A range of software systems are available to assist graphics programs, from simple APIs that give fairly direct access to the hardware all the way to more complex systems that handle all interaction, display refresh, and model representation. These can reasonably be called “graphics platforms,” a term we’ve been using somewhat vaguely until now. The variety of systems and their features are the subject of Chapter 16.

1.13. Building Blocks for Realistic Rendering: A Brief Overview

When you want to go from models of reality to the creation, in the user’s mind, of the illusion of seeing something in particular, you have to have the following:

• An understanding of the physics of light

• A model for the materials with which light interacts, and for the process of interaction

• A model for the way we capture light (with either a real or a virtual camera, or with the human eye) to create an image

• An understanding of how modern display technology produces light

• An understanding of the human visual system and how it perceives incoming light

• And an understanding of a substantial amount of mathematics used in the description of many of these things

The difficulty with a bottom-up approach to this material is that you have to learn a great deal before you make your first picture; many reasonable students will ask, “Why don’t I just grab something from the Web, run it, and then start tinkering until I get what I want?” (The answer is “You can do that, but it will probably take longer for you to get to the end result than if you try to have some understanding first.”) As authors, we have to contend with this tension.
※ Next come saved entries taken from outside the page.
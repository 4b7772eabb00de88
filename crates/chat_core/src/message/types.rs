//! Message - One turn of a chat session
//!
//! A user message is complete when created. An assistant message starts as an
//! empty loading placeholder and is patched once with its answer or error text.

use std::fmt;

use chrono::{DateTime, Utc};
use serde::{Deserialize, Serialize};
use uuid::Uuid;

/// Opaque message identifier. Freshly generated identifiers are never reused.
#[derive(Serialize, Deserialize, Clone, Copy, Debug, PartialEq, Eq, Hash)]
#[serde(transparent)]
pub struct MessageId(Uuid);

impl MessageId {
    /// Generate a fresh identifier.
    pub fn new() -> Self {
        Self(Uuid::new_v4())
    }
}

impl Default for MessageId {
    fn default() -> Self {
        Self::new()
    }
}

impl fmt::Display for MessageId {
    fn fmt(&self, f: &mut fmt::Formatter<'_>) -> fmt::Result {
        self.0.fmt(f)
    }
}

/// Who authored a message.
#[derive(Serialize, Deserialize, Clone, Copy, Debug, PartialEq, Eq, Hash)]
#[serde(rename_all = "snake_case")]
pub enum Role {
    User,
    Assistant,
}

impl fmt::Display for Role {
    fn fmt(&self, f: &mut fmt::Formatter<'_>) -> fmt::Result {
        match self {
            Self::User => f.write_str("user"),
            Self::Assistant => f.write_str("assistant"),
        }
    }
}

/// A single chat turn.
#[derive(Serialize, Deserialize, Clone, Debug, PartialEq)]
pub struct Message {
    id: MessageId,
    role: Role,
    /// Question text, answer text, or error text.
    pub content: String,
    /// Citation labels, in the order the backend returned them.
    pub sources: Vec<String>,
    /// True only while an assistant placeholder awaits its response.
    pub is_loading: bool,
    /// Whether the content should be revealed incrementally once.
    pub use_typing_effect: bool,
    pub created_at: DateTime<Utc>,
}

impl Message {
    /// Create a user message with the given (already trimmed) text.
    pub fn user(id: MessageId, content: impl Into<String>) -> Self {
        Self {
            id,
            role: Role::User,
            content: content.into(),
            sources: Vec::new(),
            is_loading: false,
            use_typing_effect: false,
            created_at: Utc::now(),
        }
    }

    /// Create an empty assistant placeholder awaiting its response.
    pub fn assistant_placeholder(id: MessageId) -> Self {
        Self {
            id,
            role: Role::Assistant,
            content: String::new(),
            sources: Vec::new(),
            is_loading: true,
            use_typing_effect: false,
            created_at: Utc::now(),
        }
    }

    pub fn id(&self) -> MessageId {
        self.id
    }

    pub fn role(&self) -> Role {
        self.role
    }

    pub fn is_user(&self) -> bool {
        self.role == Role::User
    }

    pub fn is_assistant(&self) -> bool {
        self.role == Role::Assistant
    }
}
Our approach is to tell you a few basic things about each of the items above—enough so that you know, as you start making your first pictures, which things you’re doing are approximations and which are correct—and then take you through some very effective approximate approaches to making pictures. Only then do we return to the higher-level goal of understanding the ideal and how we might approach it.

1.13.1. Light

Chapter 26 describes the physics of light in considerable detail. Right now, we rely on your intuitive understanding of light and lay out some basic principles that we’ll refine in later chapters.

• Light propagates along straight-line rays in empty space, stopping when it meets a surface.

• Light bounces like a billiard ball from any shiny surface that it meets, following an “angle of incidence equals angle of reflection” model, or is absorbed by the surface, or some combination of the two (e.g., 40% absorbed, 60% reflected).

• Most apparently smooth surfaces, like the surface of a piece of chalk, are microscopically rough. These behave as if they were made of many tiny, smooth facets, each following the previous rule; as a result, light hitting such a surface scatters in many directions (or is absorbed, as in the mirror-reflection case mentioned in the preceding bulleted item).

• A pinhole in a flat sheet of material admits a bundle of light rays, all of which pass through or very near to the center of the pinhole.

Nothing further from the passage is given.